Sektor pariwisata adalah sektor andalan yang bisa berpacu dengan cepat. Misalkan saja banyak pengusaha, khususnya sektor riil mengalami keterpurukan. Bahkan, banyak investasi asing masih menunggu sesudah pemilu untuk masuk ke indonesia. Hal apakah yang dapat di lakukan? Untuk tetap menjaga perputaran roda perekonomian di negeri ini, hanya sektor pariwisata yang bisa diandalkandan dengan cepat dapat bergolak. Karena modal dan basis nya sudah ada. Ibaratnya kereta ,kuda dan andongnya sudah ada. Tinggal menunggu kusirnya. Namun kalau kusirnya tidak punya tenaga untuk menjalankan kereta ini, ya tidak akan berjalan. Sekalipun jalan, akan tidak sesuai harapan.

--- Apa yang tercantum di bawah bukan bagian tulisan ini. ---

// src/handlers/data.rs

use axum::{extract::State, http::StatusCode, response::IntoResponse, Json};

use crate::{common::error::AppError, config::AppState, services::export_service::DataExport};

// GET /api/data/export
#[utoipa::path(
    get,
    path = "/api/data/export",
    tag = "Data",
    responses(
        (status = 200, description = "Backup bundle (tickets, settings, export timestamp)", body = DataExport)
    )
)]
pub async fn export_data(State(app_state): State<AppState>) -> impl IntoResponse {
    let bundle = app_state.export_service.export().await;
    (StatusCode::OK, Json(bundle))
}

// DELETE /api/data
#[utoipa::path(
    delete,
    path = "/api/data",
    tag = "Data",
    responses(
        (status = 204, description = "Tickets and settings wiped")
    )
)]
pub async fn wipe_data(State(app_state): State<AppState>) -> Result<impl IntoResponse, AppError> {
    app_state.export_service.clear_all().await?;
    Ok(StatusCode::NO_CONTENT)
}
// src/config.rs

use std::{env, time::Duration};

use sqlx::{sqlite::SqlitePoolOptions, SqlitePool};

use crate::{
    db::{RecordStore, SettingsRepository, TicketRepository},
    services::{ExportService, LabelService, ReportService, TelegramService},
};

// Shared state handed to every handler.
#[derive(Clone)]
pub struct AppState {
    pub db_pool: SqlitePool,
    pub ticket_repo: TicketRepository,
    pub settings_repo: SettingsRepository,
    pub report_service: ReportService,
    pub telegram_service: TelegramService,
    pub label_service: LabelService,
    pub export_service: ExportService,
}

impl AppState {
    pub async fn new() -> anyhow::Result<Self> {
        dotenvy::dotenv().ok();

        // The store lives in a local SQLite file next to the binary
        // unless DATABASE_URL points elsewhere.
        let database_url = env::var("DATABASE_URL")
            .unwrap_or_else(|_| "sqlite:atelier.db?mode=rwc".to_string());
        // URL scheme the mobile app registers for QR deep links.
        let deeplink_scheme =
            env::var("DEEPLINK_SCHEME").unwrap_or_else(|_| "manusapp".to_string());

        let db_pool = SqlitePoolOptions::new()
            .max_connections(5)
            .acquire_timeout(Duration::from_secs(3))
            .connect(&database_url)
            .await?;

        tracing::info!("✅ database connection established");

        // Dependency graph, leaves first.
        let store = RecordStore::new(db_pool.clone());
        let ticket_repo = TicketRepository::new(store.clone());
        let settings_repo = SettingsRepository::new(store);
        let report_service = ReportService::new(ticket_repo.clone());
        let telegram_service = TelegramService::new(settings_repo.clone(), ticket_repo.clone());
        let label_service = LabelService::new(deeplink_scheme);
        let export_service = ExportService::new(ticket_repo.clone(), settings_repo.clone());

        Ok(Self {
            db_pool,
            ticket_repo,
            settings_repo,
            report_service,
            telegram_service,
            label_service,
            export_service,
        })
    }
}
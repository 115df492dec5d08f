// src/models/settings.rs

use serde::{Deserialize, Serialize};
use utoipa::ToSchema;

/// Credentials for the Telegram group the shop posts tickets to. Both
/// fields default to empty, which disables the integration.
#[derive(Debug, Clone, Default, PartialEq, Eq, Serialize, Deserialize, ToSchema)]
#[serde(rename_all = "camelCase")]
pub struct TelegramConfig {
    #[schema(example = "123456789:AAF-abcdefghijklmnop")]
    #[serde(default)]
    pub bot_token: String,
    #[schema(example = "-1001234567890")]
    #[serde(default)]
    pub group_id: String,
}

impl TelegramConfig {
    pub fn is_configured(&self) -> bool {
        !self.bot_token.is_empty() && !self.group_id.is_empty()
    }
}

#[derive(Debug, Clone, Copy, Default, PartialEq, Eq, Serialize, Deserialize, ToSchema)]
#[serde(rename_all = "lowercase")]
pub enum ThemePreference {
    Light,
    Dark,
    #[default]
    Auto,
}

/// The single settings record. Created lazily with defaults on first
/// read; only a full data wipe removes it.
#[derive(Debug, Clone, Serialize, Deserialize, ToSchema)]
#[serde(rename_all = "camelCase")]
pub struct AppSettings {
    #[schema(example = "Mihai Ionescu")]
    pub technician_name: String,
    #[serde(default)]
    pub telegram_config: TelegramConfig,
    #[serde(default)]
    pub theme: ThemePreference,
}

impl Default for AppSettings {
    fn default() -> Self {
        Self {
            technician_name: "Technician".to_string(),
            telegram_config: TelegramConfig::default(),
            theme: ThemePreference::Auto,
        }
    }
}

/// Partial settings update; absent fields keep their stored value.
#[derive(Debug, Clone, Default, Deserialize, ToSchema)]
#[serde(rename_all = "camelCase")]
pub struct UpdateSettingsRequest {
    #[schema(example = "Mihai Ionescu")]
    pub technician_name: Option<String>,
    pub telegram_config: Option<TelegramConfig>,
    pub theme: Option<ThemePreference>,
}
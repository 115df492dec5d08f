// src/services/label_service.rs
//
// Pure rendering: deep links, QR codes, thermal-label PDFs (62×30 mm and
// 62×50 mm) and the A4 service sheet. Nothing here writes state back.

use genpdf::{elements, style, Element};
use image::Luma;
use qrcode::QrCode;
use regex::Regex;
use rust_decimal::Decimal;
use uuid::Uuid;

use crate::{common::error::AppError, models::ticket::ServiceTicket};

#[derive(Clone)]
pub struct LabelService {
    /// URL scheme of the mobile app the QR codes open (`manusapp` by
    /// default).
    scheme: String,
}

impl LabelService {
    pub fn new(scheme: String) -> Self {
        Self { scheme }
    }

    /// Deep link encoded into a ticket's QR code:
    /// `<scheme>://ticket/<id>`.
    pub fn ticket_deep_link(&self, ticket_id: Uuid) -> String {
        format!("{}://ticket/{}", self.scheme, ticket_id)
    }

    /// Telegram search link used when the app is not installed on the
    /// scanning phone. Empty when no group is configured.
    pub fn telegram_fallback_link(&self, ticket_id: Uuid, group_id: &str) -> String {
        if group_id.is_empty() {
            return String::new();
        }
        format!("https://t.me/search?q={}", ticket_id)
    }

    /// Extracts the ticket id from a scanned deep link.
    pub fn parse_ticket_deep_link(&self, url: &str) -> Option<Uuid> {
        let pattern = format!(r"{}://ticket/([a-zA-Z0-9-]+)", regex::escape(&self.scheme));
        let re = Regex::new(&pattern).ok()?;
        let id = re.captures(url)?.get(1)?.as_str();
        Uuid::parse_str(id).ok()
    }

    /// PNG bytes of the ticket's QR code.
    pub fn ticket_qr_png(&self, ticket_id: Uuid) -> Result<Vec<u8>, AppError> {
        let code = QrCode::new(self.ticket_deep_link(ticket_id).as_bytes())
            .map_err(|e| AppError::RenderError(e.to_string()))?;
        let image_buffer = code.render::<Luma<u8>>().min_dimensions(200, 200).build();

        let mut buffer = Vec::new();
        image::DynamicImage::ImageLuma8(image_buffer)
            .write_to(&mut buffer, image::ImageOutputFormat::Png)
            .map_err(|e| AppError::RenderError(e.to_string()))?;
        Ok(buffer)
    }

    /// 62×30 mm product price label:
    ///
    /// ```text
    /// ┌──────────────────────────┐
    /// │ Incarcator Lenovo Think  │
    /// │ 3.25A/20V 65W Usb-C      │
    /// │ PRET 140 RON             │
    /// └──────────────────────────┘
    /// ```
    pub fn product_label_pdf(
        &self,
        product_name: &str,
        specifications: Option<&str>,
        price: Decimal,
    ) -> Result<Vec<u8>, AppError> {
        let mut doc = genpdf::Document::new(font_family()?);
        doc.set_title("Etichetă produs");
        doc.set_paper_size(genpdf::Size::new(62.0, 30.0));
        let mut decorator = genpdf::SimplePageDecorator::new();
        decorator.set_margins(2);
        doc.set_page_decorator(decorator);

        doc.push(elements::Paragraph::new(product_name).aligned(genpdf::Alignment::Center));
        if let Some(specifications) = specifications.map(str::trim).filter(|s| !s.is_empty()) {
            doc.push(elements::Paragraph::new(specifications).aligned(genpdf::Alignment::Center));
        }
        doc.push(
            elements::Paragraph::new(format!("PRET {} RON", price.round()))
                .aligned(genpdf::Alignment::Center)
                .styled(style::Style::new().bold()),
        );

        render(doc)
    }

    /// 62×50 mm ticket label: client, product and the QR code that opens
    /// the ticket in the app.
    pub fn ticket_label_pdf(&self, ticket: &ServiceTicket) -> Result<Vec<u8>, AppError> {
        let mut doc = genpdf::Document::new(font_family()?);
        doc.set_title(format!("Fișă {}", short_id(ticket.id)));
        doc.set_paper_size(genpdf::Size::new(62.0, 50.0));
        let mut decorator = genpdf::SimplePageDecorator::new();
        decorator.set_margins(2);
        doc.set_page_decorator(decorator);

        doc.push(
            elements::Paragraph::new(ticket.client_name.clone())
                .aligned(genpdf::Alignment::Center)
                .styled(style::Style::new().bold()),
        );
        doc.push(
            elements::Paragraph::new(format!(
                "{} {}",
                ticket.product_type.label_ro(),
                ticket.product_model
            ))
            .aligned(genpdf::Alignment::Center),
        );

        let code = QrCode::new(self.ticket_deep_link(ticket.id).as_bytes())
            .map_err(|e| AppError::RenderError(e.to_string()))?;
        let image_buffer = code.render::<Luma<u8>>().build();
        let qr_image = elements::Image::from_dynamic_image(image::DynamicImage::ImageLuma8(
            image_buffer,
        ))
        .map_err(|e| AppError::RenderError(e.to_string()))?
        .with_alignment(genpdf::Alignment::Center)
        .with_scale(genpdf::Scale::new(0.5, 0.5));
        doc.push(qr_image);

        doc.push(
            elements::Paragraph::new(short_id(ticket.id)).aligned(genpdf::Alignment::Center),
        );

        render(doc)
    }

    /// A4 service sheet for handing to the client.
    pub fn service_sheet_pdf(&self, ticket: &ServiceTicket) -> Result<Vec<u8>, AppError> {
        let mut doc = genpdf::Document::new(font_family()?);
        doc.set_title(format!("Fișă de service {}", short_id(ticket.id)));
        let mut decorator = genpdf::SimplePageDecorator::new();
        decorator.set_margins(10);
        doc.set_page_decorator(decorator);

        doc.push(
            elements::Paragraph::new("FIȘĂ DE SERVICE")
                .styled(style::Style::new().bold().with_font_size(18)),
        );
        doc.push(elements::Paragraph::new(format!("Nr. {}", short_id(ticket.id))));
        doc.push(elements::Break::new(1.5));

        section(&mut doc, "CLIENT");
        doc.push(elements::Paragraph::new(format!("Nume: {}", ticket.client_name)));
        doc.push(elements::Paragraph::new(format!(
            "Telefon: {}",
            ticket.client_phone
        )));
        if !ticket.client_email.is_empty() {
            doc.push(elements::Paragraph::new(format!(
                "Email: {}",
                ticket.client_email
            )));
        }
        doc.push(elements::Break::new(1));

        section(&mut doc, "PRODUS");
        doc.push(elements::Paragraph::new(format!(
            "Tip: {}",
            ticket.product_type.label_ro()
        )));
        doc.push(elements::Paragraph::new(format!(
            "Model: {}",
            ticket.product_model
        )));
        if !ticket.product_serial_number.is_empty() {
            doc.push(elements::Paragraph::new(format!(
                "Serie: {}",
                ticket.product_serial_number
            )));
        }
        doc.push(elements::Break::new(1));

        section(&mut doc, "PROBLEMĂ");
        doc.push(elements::Paragraph::new(ticket.problem_description.clone()));
        doc.push(elements::Break::new(1));

        section(&mut doc, "DIAGNOSTIC");
        doc.push(elements::Paragraph::new(ticket.diagnostic.clone()));
        doc.push(elements::Break::new(1));

        section(&mut doc, "SOLUȚIE");
        doc.push(elements::Paragraph::new(ticket.solution_applied.clone()));
        doc.push(elements::Break::new(1));

        doc.push(
            elements::Paragraph::new(format!("COST: {:.2} RON", ticket.cost))
                .styled(style::Style::new().bold().with_font_size(12)),
        );
        doc.push(elements::Paragraph::new(format!(
            "Status: {}",
            ticket.status.label_ro()
        )));
        doc.push(elements::Paragraph::new(format!(
            "Tehnician: {}",
            ticket.technician_name
        )));
        doc.push(elements::Paragraph::new(format!(
            "Primit: {}",
            ticket.date_received.format("%d.%m.%Y")
        )));
        if let Some(delivered) = ticket.date_delivered {
            doc.push(elements::Paragraph::new(format!(
                "Predat: {}",
                delivered.format("%d.%m.%Y")
            )));
        }

        doc.push(elements::Break::new(2));
        doc.push(
            elements::Paragraph::new(format!(
                "Generat: {}",
                chrono::Utc::now().format("%d.%m.%Y %H:%M")
            ))
            .styled(style::Style::new().italic().with_font_size(8)),
        );

        render(doc)
    }
}

fn section(doc: &mut genpdf::Document, title: &str) {
    doc.push(
        elements::Paragraph::new(title).styled(style::Style::new().bold().with_font_size(12)),
    );
}

fn short_id(id: Uuid) -> String {
    id.to_string().chars().take(8).collect()
}

// Labels and sheets share the font the shop ships next to the binary.
fn font_family() -> Result<genpdf::fonts::FontFamily<genpdf::fonts::FontData>, AppError> {
    genpdf::fonts::from_files("./fonts", "Roboto", None)
        .map_err(|_| AppError::FontNotFound("no usable font found in ./fonts".to_string()))
}

fn render(doc: genpdf::Document) -> Result<Vec<u8>, AppError> {
    let mut buffer = Vec::new();
    doc.render(&mut buffer)
        .map_err(|e| AppError::RenderError(e.to_string()))?;
    Ok(buffer)
}

#[cfg(test)]
mod tests {
    use super::*;

    fn service() -> LabelService {
        LabelService::new("manusapp".to_string())
    }

    #[test]
    fn deep_link_has_scheme_and_id() {
        let id = Uuid::new_v4();
        let link = service().ticket_deep_link(id);
        assert_eq!(link, format!("manusapp://ticket/{}", id));
    }

    #[test]
    fn deep_link_roundtrips_through_parser() {
        let service = service();
        let id = Uuid::new_v4();
        let parsed = service.parse_ticket_deep_link(&service.ticket_deep_link(id));
        assert_eq!(parsed, Some(id));
    }

    #[test]
    fn parser_rejects_foreign_urls() {
        let service = service();
        assert_eq!(service.parse_ticket_deep_link("https://example.com"), None);
        assert_eq!(
            service.parse_ticket_deep_link("otherapp://ticket/0c41a3a0-9e1f-4a3b-8d80-02b1c0a0c5ce"),
            None
        );
        assert_eq!(
            service.parse_ticket_deep_link("manusapp://ticket/not-a-uuid"),
            None
        );
    }

    #[test]
    fn fallback_link_requires_group() {
        let service = service();
        let id = Uuid::new_v4();
        assert!(service.telegram_fallback_link(id, "").is_empty());
        let link = service.telegram_fallback_link(id, "-100123");
        assert!(link.contains(&id.to_string()));
        assert!(link.starts_with("https://t.me/search"));
    }

    #[test]
    fn qr_png_renders() {
        let bytes = service().ticket_qr_png(Uuid::new_v4()).unwrap();
        // PNG magic number
        assert_eq!(&bytes[..4], b"\x89PNG");
    }

    #[test]
    fn short_id_is_first_eight_chars() {
        let id = Uuid::parse_str("0c41a3a0-9e1f-4a3b-8d80-02b1c0a0c5ce").unwrap();
        assert_eq!(short_id(id), "0c41a3a0");
    }
}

Tulisan sejuk ini bernuansa visi pariwisata sekaligus berfungsi sebagai penangkal atau perisai dari pemberitahuan yang vulgar, galak, dan bernuansa provokasi dari media masa asing. Tak dapat di sangkal lagi, kendati berat, kita harus mencoba memikirkan dan mengaplikasikan perpaduan antara kebebasan pers dengan visi pariwisata demi kepentingan secara nasional dan internasional.